- WORK TO COMPLETE
Restate the records underneath, keeping each one exactly the same.

- PROVIDED MATERIAL
• • • •
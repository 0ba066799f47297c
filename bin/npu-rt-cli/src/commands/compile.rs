// Copyright (c) 2025 Dimitris Kafetzis
//
// Licensed under the MIT License.
// See LICENSE file in the project root for full license information.
//
// SPDX-License-Identifier: MIT

//! `npu-rt compile` command: compile a model and export the result.
//!
//! A plain compilation writes the main blob. A weight-separated one writes
//! the blob together with the init stages and the init model:
//! ```text
//! one init stage     → [desc][weights][main][:][init]
//! several init stages → [desc][weights][main][:][count][init 0]..[init n-1]
//! ```

use super::{banner, format_bytes, Context, ModelArgs};
use anyhow::Context as _;
use npu_graph::blob_hash;
use std::fs::File;
use std::io::{BufWriter, Write};
use std::path::PathBuf;

pub async fn execute(
    ctx: &Context,
    model_args: &ModelArgs,
    output: PathBuf,
    weight_separated: bool,
) -> anyhow::Result<()> {
    banner("Compiler");

    let model = model_args.load()?;
    let session = ctx.session()?;

    println!("  Model:    {}", model.name);
    println!("  Compiler: {:#x}", session.adapter().get_version());
    println!(
        "  Mode:     {}",
        if weight_separated {
            format!(
                "weight-separated (v{})",
                ctx.config.npu.separate_weights_version
            )
        } else {
            "single graph".to_string()
        }
    );
    println!();

    let compiled = if weight_separated {
        session.compile_weight_separated(&model)?
    } else {
        session.compile(&model)?
    };

    let file = File::create(&output)
        .with_context(|| format!("cannot create '{}'", output.display()))?;
    let mut writer = BufWriter::new(file);
    let written = if weight_separated {
        compiled.export_with_weights(&mut writer, &model)?
    } else {
        compiled.export_blob(&mut writer)
    };
    writer.flush()?;
    if written == 0 {
        anyhow::bail!("export to '{}' failed", output.display());
    }

    // ── Summary ────────────────────────────────────────────────
    let graph = compiled.graph();
    println!("  Main:     {} ({})", graph.metadata().name, format_bytes(graph.blob().len()));
    for init in compiled.init_graphs() {
        println!("  Init:     {} ({})", init.metadata().name, format_bytes(init.blob().len()));
    }
    println!("  Hash:     {:#010x}", blob_hash(graph.blob()));
    println!("  Export-only: {}", graph.is_export_only());
    println!();
    println!("  Wrote {} to {}", format_bytes(written), output.display());
    Ok(())
}
fn bind(
    graph: &CompiledGraph,
    descriptors: &[ArgumentDescriptor],
    tensors: &[TensorData],
    stream: usize,
    stream_count: usize,
) -> RuntimeResult<()> {
    for (descriptor, tensor) in descriptors.iter().zip(tensors) {
        graph.set_argument_value(
            descriptor.binding_index,
            tensor.stream_address(stream, stream_count),
        )?;
    }
    Ok(())
}
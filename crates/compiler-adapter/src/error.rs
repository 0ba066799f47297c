// Copyright (c) 2025 Dimitris Kafetzis
//
// Licensed under the MIT License.
// See LICENSE file in the project root for full license information.
//
// SPDX-License-Identifier: MIT

//! Error types for the compiler adapter.

use npu_common::CompilerType;
use npu_compiler::CompilerError;
use npu_driver::DriverError;
use npu_graph::GraphError;

#[derive(Debug, thiserror::Error)]
pub enum AdapterError {
    /// The compiler returned a stage whose name breaks the protocol.
    #[error("unexpected network name '{name}', expected a {expected} stage")]
    UnexpectedArtifactName { name: String, expected: &'static str },

    #[error("invalid SEPARATE_WEIGHTS_VERSION {0}, expected 1, 2 or 3")]
    InvalidSeparateWeightsVersion(u32),

    #[error("weight-separated compilation produced no main stage")]
    MissingMainStage,

    #[error("weight-separated compilation produced no init stage")]
    MissingInitStage,

    /// No compiler is available for the configured `COMPILER_TYPE`.
    #[error("no compiler available for COMPILER_TYPE {0:?}")]
    CompilerUnavailable(CompilerType),

    #[error(transparent)]
    Compiler(#[from] CompilerError),

    #[error(transparent)]
    Graph(#[from] GraphError),

    #[error(transparent)]
    Driver(#[from] DriverError),
}

pub type AdapterResult<T> = Result<T, AdapterError>;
• • • •
- SOLUTION FOR THIS PROBLEM
repository 0ba066799f47297c
filename bin/npu-rt-cli/src/commands/compile.rs
// Copyright (c) 2025 Dimitris Kafetzis
//
// Licensed under the MIT License.
// See LICENSE file in the project root for full license information.
//
// SPDX-License-Identifier: MIT

//! `npu-rt compile` command: compile a model and export the result.
//!
//! A plain compilation writes the main blob. A weight-separated one writes
//! the blob together with the init stages and the init model:
//! ```text
//! one init stage     → [desc][weights][main][:][init]
//! several init stages → [desc][weights][main][:][count][init 0]..[init n-1]
//! ```

use super::{banner, format_bytes, Context, ModelArgs};
use anyhow::Context as _;
use npu_graph::blob_hash;
use std::fs::File;
use std::io::{BufWriter, Write};
use std::path::PathBuf;

pub async fn execute(
    ctx: &Context,
    model_args: &ModelArgs,
    output: PathBuf,
    weight_separated: bool,
) -> anyhow::Result<()> {
    banner("Compiler");

    let model = model_args.load()?;
    let session = ctx.session()?;

    println!("  Model:    {}", model.name);
    println!("  Compiler: {:#x}", session.adapter().get_version());
    println!(
        "  Mode:     {}",
        if weight_separated {
            format!(
                "weight-separated (v{})",
                ctx.config.npu.separate_weights_version
            )
        } else {
            "single graph".to_string()
        }
    );
    println!();

    let compiled = if weight_separated {
        session.compile_weight_separated(&model)?
    } else {
        session.compile(&model)?
    };

    let file = File::create(&output)
        .with_context(|| format!("cannot create '{}'", output.display()))?;
    let mut writer = BufWriter::new(file);
    let written = if weight_separated {
        compiled.export_with_weights(&mut writer, &model)?
    } else {
        compiled.export_blob(&mut writer)
    };
    writer.flush()?;
    if written == 0 {
        anyhow::bail!("export to '{}' failed", output.display());
    }

    // ── Summary ────────────────────────────────────────────────
    let graph = compiled.graph();
    println!("  Main:     {} ({})", graph.metadata().name, format_bytes(graph.blob().len()));
    for init in compiled.init_graphs() {
        println!("  Init:     {} ({})", init.metadata().name, format_bytes(init.blob().len()));
    }
    println!("  Hash:     {:#010x}", blob_hash(graph.blob()));
    println!("  Export-only: {}", graph.is_export_only());
    println!();
    println!("  Wrote {} to {}", format_bytes(written), output.display());
    Ok(())
}
fn bind(
    graph: &CompiledGraph,
    descriptors: &[ArgumentDescriptor],
    tensors: &[TensorData],
    stream: usize,
    stream_count: usize,
) -> RuntimeResult<()> {
    for (descriptor, tensor) in descriptors.iter().zip(tensors) {
        graph.set_argument_value(
            descriptor.binding_index,
            tensor.stream_address(stream, stream_count),
        )?;
    }
    Ok(())
}
filename crates/compiler-adapter/src/error.rs
repository 0ba066799f47297c
// Copyright (c) 2025 Dimitris Kafetzis
//
// Licensed under the MIT License.
// See LICENSE file in the project root for full license information.
//
// SPDX-License-Identifier: MIT

//! Error types for the compiler adapter.

use npu_common::CompilerType;
use npu_compiler::CompilerError;
use npu_driver::DriverError;
use npu_graph::GraphError;

#[derive(Debug, thiserror::Error)]
pub enum AdapterError {
    /// The compiler returned a stage whose name breaks the protocol.
    #[error("unexpected network name '{name}', expected a {expected} stage")]
    UnexpectedArtifactName { name: String, expected: &'static str },

    #[error("invalid SEPARATE_WEIGHTS_VERSION {0}, expected 1, 2 or 3")]
    InvalidSeparateWeightsVersion(u32),

    #[error("weight-separated compilation produced no main stage")]
    MissingMainStage,

    #[error("weight-separated compilation produced no init stage")]
    MissingInitStage,

    /// No compiler is available for the configured `COMPILER_TYPE`.
    #[error("no compiler available for COMPILER_TYPE {0:?}")]
    CompilerUnavailable(CompilerType),

    #[error(transparent)]
    Compiler(#[from] CompilerError),

    #[error(transparent)]
    Graph(#[from] GraphError),

    #[error(transparent)]
    Driver(#[from] DriverError),
}

pub type AdapterResult<T> = Result<T, AdapterError>;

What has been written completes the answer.